#### SOURCE INFORMATION:
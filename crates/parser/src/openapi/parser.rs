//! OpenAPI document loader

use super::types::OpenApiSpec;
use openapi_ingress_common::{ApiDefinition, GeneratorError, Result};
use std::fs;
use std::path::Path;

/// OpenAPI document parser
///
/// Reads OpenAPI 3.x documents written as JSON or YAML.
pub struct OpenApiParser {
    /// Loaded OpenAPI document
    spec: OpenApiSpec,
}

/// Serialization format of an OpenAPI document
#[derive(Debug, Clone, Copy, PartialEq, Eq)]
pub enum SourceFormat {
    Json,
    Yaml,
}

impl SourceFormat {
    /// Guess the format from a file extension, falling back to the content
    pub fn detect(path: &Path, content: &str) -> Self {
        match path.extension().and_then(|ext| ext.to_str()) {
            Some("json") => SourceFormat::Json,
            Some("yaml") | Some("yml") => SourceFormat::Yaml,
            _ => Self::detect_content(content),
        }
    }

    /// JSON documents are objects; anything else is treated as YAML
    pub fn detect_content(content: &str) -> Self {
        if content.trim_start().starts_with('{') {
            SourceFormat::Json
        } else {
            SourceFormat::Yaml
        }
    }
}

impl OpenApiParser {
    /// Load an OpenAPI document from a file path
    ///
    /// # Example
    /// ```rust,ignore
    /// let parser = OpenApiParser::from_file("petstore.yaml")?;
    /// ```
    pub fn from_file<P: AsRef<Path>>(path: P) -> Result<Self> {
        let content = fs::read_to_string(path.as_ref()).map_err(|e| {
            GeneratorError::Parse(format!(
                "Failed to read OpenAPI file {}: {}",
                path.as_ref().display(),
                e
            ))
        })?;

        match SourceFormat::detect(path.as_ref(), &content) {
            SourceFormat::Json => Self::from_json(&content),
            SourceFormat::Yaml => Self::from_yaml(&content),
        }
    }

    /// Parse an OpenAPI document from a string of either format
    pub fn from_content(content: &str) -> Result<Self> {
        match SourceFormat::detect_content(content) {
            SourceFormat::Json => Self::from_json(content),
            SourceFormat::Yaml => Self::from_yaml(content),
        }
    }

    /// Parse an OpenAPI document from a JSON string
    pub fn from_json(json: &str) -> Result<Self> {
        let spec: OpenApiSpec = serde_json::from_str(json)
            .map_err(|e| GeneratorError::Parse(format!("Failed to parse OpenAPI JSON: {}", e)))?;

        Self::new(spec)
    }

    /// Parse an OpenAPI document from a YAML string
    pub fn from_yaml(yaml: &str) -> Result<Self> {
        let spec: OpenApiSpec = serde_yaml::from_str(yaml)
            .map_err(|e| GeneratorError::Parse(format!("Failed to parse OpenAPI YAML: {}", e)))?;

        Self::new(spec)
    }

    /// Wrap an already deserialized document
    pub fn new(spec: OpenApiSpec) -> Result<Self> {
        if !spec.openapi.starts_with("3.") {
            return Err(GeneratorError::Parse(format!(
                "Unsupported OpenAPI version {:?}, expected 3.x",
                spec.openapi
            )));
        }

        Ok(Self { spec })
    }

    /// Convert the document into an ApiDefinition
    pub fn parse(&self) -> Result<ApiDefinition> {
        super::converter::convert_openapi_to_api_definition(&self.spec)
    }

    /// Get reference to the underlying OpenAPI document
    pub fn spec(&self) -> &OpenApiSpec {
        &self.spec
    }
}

--

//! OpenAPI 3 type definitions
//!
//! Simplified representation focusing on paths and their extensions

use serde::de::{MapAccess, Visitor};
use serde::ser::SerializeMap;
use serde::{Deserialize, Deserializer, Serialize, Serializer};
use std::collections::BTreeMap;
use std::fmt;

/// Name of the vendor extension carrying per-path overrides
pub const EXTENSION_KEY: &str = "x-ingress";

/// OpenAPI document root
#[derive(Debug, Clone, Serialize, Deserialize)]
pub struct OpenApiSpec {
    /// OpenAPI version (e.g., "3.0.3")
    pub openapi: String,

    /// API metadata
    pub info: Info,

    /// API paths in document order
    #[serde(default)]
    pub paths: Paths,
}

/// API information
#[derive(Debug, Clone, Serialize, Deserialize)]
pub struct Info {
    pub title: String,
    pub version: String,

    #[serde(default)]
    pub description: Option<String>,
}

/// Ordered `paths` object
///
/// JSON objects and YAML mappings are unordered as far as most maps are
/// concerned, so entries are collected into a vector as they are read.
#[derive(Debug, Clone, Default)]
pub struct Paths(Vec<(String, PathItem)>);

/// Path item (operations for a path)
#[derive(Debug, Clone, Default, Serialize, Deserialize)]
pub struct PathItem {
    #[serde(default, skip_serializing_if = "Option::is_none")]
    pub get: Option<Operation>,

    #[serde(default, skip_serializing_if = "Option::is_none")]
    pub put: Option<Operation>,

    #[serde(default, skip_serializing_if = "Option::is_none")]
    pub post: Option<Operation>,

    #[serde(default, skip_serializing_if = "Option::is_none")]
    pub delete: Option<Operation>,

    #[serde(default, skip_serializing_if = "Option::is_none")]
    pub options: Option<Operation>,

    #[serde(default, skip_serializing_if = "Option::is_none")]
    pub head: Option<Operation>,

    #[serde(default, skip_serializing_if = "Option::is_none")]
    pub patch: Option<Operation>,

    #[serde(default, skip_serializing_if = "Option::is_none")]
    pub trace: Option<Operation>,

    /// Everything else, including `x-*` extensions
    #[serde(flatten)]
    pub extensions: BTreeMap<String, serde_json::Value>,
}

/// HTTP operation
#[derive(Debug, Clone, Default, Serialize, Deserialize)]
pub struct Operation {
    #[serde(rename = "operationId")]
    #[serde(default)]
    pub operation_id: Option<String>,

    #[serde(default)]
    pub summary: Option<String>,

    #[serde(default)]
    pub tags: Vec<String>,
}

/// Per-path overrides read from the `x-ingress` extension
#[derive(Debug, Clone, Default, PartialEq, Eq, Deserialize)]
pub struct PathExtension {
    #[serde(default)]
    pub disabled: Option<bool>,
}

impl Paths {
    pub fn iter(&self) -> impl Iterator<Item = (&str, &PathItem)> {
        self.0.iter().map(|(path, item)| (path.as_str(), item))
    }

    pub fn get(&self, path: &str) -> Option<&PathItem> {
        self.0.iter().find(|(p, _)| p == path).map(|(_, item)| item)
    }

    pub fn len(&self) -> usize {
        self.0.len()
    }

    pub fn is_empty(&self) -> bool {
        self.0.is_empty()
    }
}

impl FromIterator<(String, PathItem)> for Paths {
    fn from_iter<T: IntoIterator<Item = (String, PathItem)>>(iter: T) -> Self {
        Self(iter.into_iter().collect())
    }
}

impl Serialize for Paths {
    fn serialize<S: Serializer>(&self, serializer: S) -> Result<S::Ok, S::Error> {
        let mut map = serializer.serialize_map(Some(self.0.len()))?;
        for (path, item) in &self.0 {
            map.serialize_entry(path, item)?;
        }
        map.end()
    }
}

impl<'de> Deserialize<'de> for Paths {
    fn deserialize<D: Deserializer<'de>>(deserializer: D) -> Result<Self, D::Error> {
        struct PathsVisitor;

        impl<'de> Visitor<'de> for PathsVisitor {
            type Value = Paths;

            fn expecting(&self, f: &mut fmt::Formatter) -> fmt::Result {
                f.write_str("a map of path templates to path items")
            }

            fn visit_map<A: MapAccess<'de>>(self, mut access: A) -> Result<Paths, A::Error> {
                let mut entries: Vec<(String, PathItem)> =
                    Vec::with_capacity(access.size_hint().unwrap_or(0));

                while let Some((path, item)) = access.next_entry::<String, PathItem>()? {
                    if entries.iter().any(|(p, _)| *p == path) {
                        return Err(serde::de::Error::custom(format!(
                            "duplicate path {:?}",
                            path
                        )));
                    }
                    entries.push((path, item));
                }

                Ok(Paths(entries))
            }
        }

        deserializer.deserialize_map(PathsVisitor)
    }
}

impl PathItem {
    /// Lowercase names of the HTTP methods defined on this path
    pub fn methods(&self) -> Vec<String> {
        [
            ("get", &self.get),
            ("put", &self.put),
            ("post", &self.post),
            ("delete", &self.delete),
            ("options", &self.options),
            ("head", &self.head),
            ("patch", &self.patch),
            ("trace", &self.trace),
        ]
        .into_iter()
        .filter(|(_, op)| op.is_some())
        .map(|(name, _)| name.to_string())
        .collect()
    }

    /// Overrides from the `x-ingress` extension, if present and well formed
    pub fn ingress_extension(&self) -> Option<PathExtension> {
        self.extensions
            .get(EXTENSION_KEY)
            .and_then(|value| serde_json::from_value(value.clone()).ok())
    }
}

#### YOUR OBJECTIVE:
Count the lines above in which the word "super" appears, then state only that count.

#### TASK RESPONSE:
2